Exercise:
Take the listing below and print exactly the lines starting at the line containing "of bytes written." and ending at the line containing "directory. They are", both ends included, and no others.

══ Data records

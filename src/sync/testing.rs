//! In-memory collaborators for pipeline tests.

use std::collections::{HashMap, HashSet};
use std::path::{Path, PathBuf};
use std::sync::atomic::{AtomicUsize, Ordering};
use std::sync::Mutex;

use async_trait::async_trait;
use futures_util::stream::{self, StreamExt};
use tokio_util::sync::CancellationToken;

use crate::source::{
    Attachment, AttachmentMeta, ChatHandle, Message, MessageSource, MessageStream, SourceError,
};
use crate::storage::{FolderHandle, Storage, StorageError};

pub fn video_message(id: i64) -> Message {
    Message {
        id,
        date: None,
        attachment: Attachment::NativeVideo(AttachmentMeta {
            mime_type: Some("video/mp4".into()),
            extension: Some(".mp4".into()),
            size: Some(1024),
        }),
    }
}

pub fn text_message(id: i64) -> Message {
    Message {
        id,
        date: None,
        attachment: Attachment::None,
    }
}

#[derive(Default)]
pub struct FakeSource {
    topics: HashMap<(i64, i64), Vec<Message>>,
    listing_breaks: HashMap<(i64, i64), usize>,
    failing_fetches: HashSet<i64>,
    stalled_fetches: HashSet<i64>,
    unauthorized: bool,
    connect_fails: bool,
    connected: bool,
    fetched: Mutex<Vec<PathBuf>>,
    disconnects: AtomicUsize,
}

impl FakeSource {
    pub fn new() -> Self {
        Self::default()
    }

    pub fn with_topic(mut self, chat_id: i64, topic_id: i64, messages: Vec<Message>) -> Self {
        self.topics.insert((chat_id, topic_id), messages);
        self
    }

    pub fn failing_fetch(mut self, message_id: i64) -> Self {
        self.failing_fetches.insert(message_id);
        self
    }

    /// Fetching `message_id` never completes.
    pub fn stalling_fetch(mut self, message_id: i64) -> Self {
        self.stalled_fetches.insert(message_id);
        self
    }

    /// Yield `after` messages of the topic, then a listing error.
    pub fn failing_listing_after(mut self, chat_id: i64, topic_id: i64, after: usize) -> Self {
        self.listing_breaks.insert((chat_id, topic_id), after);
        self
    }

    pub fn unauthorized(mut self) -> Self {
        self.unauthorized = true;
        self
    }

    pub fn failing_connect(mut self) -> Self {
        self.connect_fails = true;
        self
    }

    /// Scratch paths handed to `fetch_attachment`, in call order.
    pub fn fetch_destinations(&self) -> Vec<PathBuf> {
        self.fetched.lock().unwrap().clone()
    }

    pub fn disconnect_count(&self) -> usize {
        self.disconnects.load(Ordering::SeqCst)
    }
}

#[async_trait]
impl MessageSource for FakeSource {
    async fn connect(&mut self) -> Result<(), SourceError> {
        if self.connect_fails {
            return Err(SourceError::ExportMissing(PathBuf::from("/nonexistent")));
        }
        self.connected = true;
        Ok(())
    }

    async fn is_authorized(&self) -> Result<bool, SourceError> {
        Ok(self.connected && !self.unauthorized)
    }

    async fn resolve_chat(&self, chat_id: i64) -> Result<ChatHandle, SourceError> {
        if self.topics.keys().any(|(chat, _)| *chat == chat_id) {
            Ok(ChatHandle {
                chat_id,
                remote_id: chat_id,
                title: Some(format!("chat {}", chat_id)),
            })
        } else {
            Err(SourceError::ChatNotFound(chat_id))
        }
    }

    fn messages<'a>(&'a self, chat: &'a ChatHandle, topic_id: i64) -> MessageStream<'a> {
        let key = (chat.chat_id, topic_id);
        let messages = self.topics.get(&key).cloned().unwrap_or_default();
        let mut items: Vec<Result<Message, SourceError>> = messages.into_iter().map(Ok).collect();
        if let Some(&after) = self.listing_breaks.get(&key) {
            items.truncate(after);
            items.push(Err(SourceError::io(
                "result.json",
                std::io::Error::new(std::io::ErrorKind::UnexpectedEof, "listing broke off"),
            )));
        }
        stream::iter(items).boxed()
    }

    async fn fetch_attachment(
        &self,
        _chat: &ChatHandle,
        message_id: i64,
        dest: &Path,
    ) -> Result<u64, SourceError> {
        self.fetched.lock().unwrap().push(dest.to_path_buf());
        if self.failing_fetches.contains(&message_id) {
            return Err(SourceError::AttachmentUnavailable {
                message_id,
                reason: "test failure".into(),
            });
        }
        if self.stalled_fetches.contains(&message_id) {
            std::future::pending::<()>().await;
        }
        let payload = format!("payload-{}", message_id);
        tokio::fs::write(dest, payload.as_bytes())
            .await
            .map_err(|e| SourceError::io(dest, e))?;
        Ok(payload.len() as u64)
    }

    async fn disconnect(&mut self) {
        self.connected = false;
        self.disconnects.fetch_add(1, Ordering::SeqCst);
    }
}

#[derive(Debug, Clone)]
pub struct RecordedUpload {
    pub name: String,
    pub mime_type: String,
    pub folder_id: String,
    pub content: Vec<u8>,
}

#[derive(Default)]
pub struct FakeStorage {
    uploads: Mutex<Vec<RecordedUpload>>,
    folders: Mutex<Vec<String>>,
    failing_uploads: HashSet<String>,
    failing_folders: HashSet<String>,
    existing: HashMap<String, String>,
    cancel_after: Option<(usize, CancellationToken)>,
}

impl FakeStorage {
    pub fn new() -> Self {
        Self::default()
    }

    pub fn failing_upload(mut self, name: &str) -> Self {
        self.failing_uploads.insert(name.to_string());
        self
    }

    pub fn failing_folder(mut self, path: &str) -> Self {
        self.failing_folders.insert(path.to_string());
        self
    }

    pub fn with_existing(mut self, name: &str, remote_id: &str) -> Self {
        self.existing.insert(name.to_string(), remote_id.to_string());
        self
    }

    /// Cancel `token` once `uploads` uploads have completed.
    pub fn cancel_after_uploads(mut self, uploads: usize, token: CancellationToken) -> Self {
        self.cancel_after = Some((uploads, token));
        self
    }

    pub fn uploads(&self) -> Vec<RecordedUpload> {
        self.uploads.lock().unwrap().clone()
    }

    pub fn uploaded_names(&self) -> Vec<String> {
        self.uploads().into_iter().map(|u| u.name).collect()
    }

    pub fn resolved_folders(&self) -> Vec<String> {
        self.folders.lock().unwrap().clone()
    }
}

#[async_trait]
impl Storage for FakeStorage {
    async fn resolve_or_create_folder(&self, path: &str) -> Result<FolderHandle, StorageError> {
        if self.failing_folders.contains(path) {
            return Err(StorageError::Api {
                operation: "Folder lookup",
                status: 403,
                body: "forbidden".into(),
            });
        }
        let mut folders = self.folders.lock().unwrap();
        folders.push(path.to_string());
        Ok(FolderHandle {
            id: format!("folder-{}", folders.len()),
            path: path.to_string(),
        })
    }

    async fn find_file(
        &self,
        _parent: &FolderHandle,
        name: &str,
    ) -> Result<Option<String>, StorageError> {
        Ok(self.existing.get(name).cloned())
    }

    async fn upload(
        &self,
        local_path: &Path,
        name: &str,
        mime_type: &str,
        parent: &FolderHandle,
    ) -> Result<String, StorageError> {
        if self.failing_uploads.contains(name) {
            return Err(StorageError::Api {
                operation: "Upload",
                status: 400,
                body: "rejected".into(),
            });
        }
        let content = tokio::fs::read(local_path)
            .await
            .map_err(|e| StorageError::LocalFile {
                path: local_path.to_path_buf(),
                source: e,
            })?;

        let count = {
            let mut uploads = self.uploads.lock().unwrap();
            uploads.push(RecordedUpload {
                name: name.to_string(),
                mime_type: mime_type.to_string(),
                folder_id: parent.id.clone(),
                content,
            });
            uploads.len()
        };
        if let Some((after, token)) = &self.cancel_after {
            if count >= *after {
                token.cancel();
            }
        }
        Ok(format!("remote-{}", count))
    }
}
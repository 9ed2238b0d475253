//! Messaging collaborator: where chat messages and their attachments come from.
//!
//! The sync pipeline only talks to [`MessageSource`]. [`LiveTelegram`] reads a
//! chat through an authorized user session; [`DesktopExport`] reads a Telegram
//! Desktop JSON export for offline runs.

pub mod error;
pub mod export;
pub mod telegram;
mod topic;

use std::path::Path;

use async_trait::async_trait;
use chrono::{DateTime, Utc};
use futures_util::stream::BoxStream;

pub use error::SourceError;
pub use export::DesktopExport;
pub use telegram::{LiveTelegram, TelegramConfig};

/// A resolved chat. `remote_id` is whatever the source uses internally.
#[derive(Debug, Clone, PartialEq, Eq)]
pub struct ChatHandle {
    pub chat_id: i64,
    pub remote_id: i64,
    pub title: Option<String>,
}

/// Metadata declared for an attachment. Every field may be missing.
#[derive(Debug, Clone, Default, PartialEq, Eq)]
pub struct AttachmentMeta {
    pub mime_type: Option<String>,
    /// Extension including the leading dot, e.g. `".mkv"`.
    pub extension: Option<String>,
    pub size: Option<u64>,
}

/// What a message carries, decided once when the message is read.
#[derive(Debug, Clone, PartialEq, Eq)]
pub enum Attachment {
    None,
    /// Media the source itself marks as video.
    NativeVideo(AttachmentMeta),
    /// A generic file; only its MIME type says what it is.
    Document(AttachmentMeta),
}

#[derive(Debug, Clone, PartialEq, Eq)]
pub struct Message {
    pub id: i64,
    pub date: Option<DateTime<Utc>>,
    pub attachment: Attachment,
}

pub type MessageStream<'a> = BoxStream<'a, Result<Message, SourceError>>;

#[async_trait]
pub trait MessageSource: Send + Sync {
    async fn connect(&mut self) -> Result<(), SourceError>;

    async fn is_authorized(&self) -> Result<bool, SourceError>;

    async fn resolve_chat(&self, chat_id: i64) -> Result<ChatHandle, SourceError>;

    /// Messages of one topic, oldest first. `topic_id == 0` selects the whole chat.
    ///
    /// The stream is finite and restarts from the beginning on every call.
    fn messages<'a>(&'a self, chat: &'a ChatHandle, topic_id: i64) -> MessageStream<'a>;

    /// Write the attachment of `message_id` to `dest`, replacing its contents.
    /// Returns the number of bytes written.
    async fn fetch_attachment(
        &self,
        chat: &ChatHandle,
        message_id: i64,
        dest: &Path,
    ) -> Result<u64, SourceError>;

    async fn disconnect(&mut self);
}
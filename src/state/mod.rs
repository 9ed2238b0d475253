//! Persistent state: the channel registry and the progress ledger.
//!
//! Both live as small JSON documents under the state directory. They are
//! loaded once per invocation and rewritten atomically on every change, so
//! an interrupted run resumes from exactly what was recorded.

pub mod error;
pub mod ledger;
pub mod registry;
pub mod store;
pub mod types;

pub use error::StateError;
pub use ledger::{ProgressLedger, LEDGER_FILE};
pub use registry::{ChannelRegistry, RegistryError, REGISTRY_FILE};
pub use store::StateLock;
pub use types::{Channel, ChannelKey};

════

Solution for this problem:
    /// Returns the number of bytes written.
    async fn fetch_attachment(
        &self,
        chat: &ChatHandle,
        message_id: i64,
        dest: &Path,
    ) -> Result<u64, SourceError>;

    async fn disconnect(&mut self);
}
filename src/state/mod.rs
repository 9ed2238b0d475253
//! Persistent state: the channel registry and the progress ledger.
//!
//! Both live as small JSON documents under the state directory. They are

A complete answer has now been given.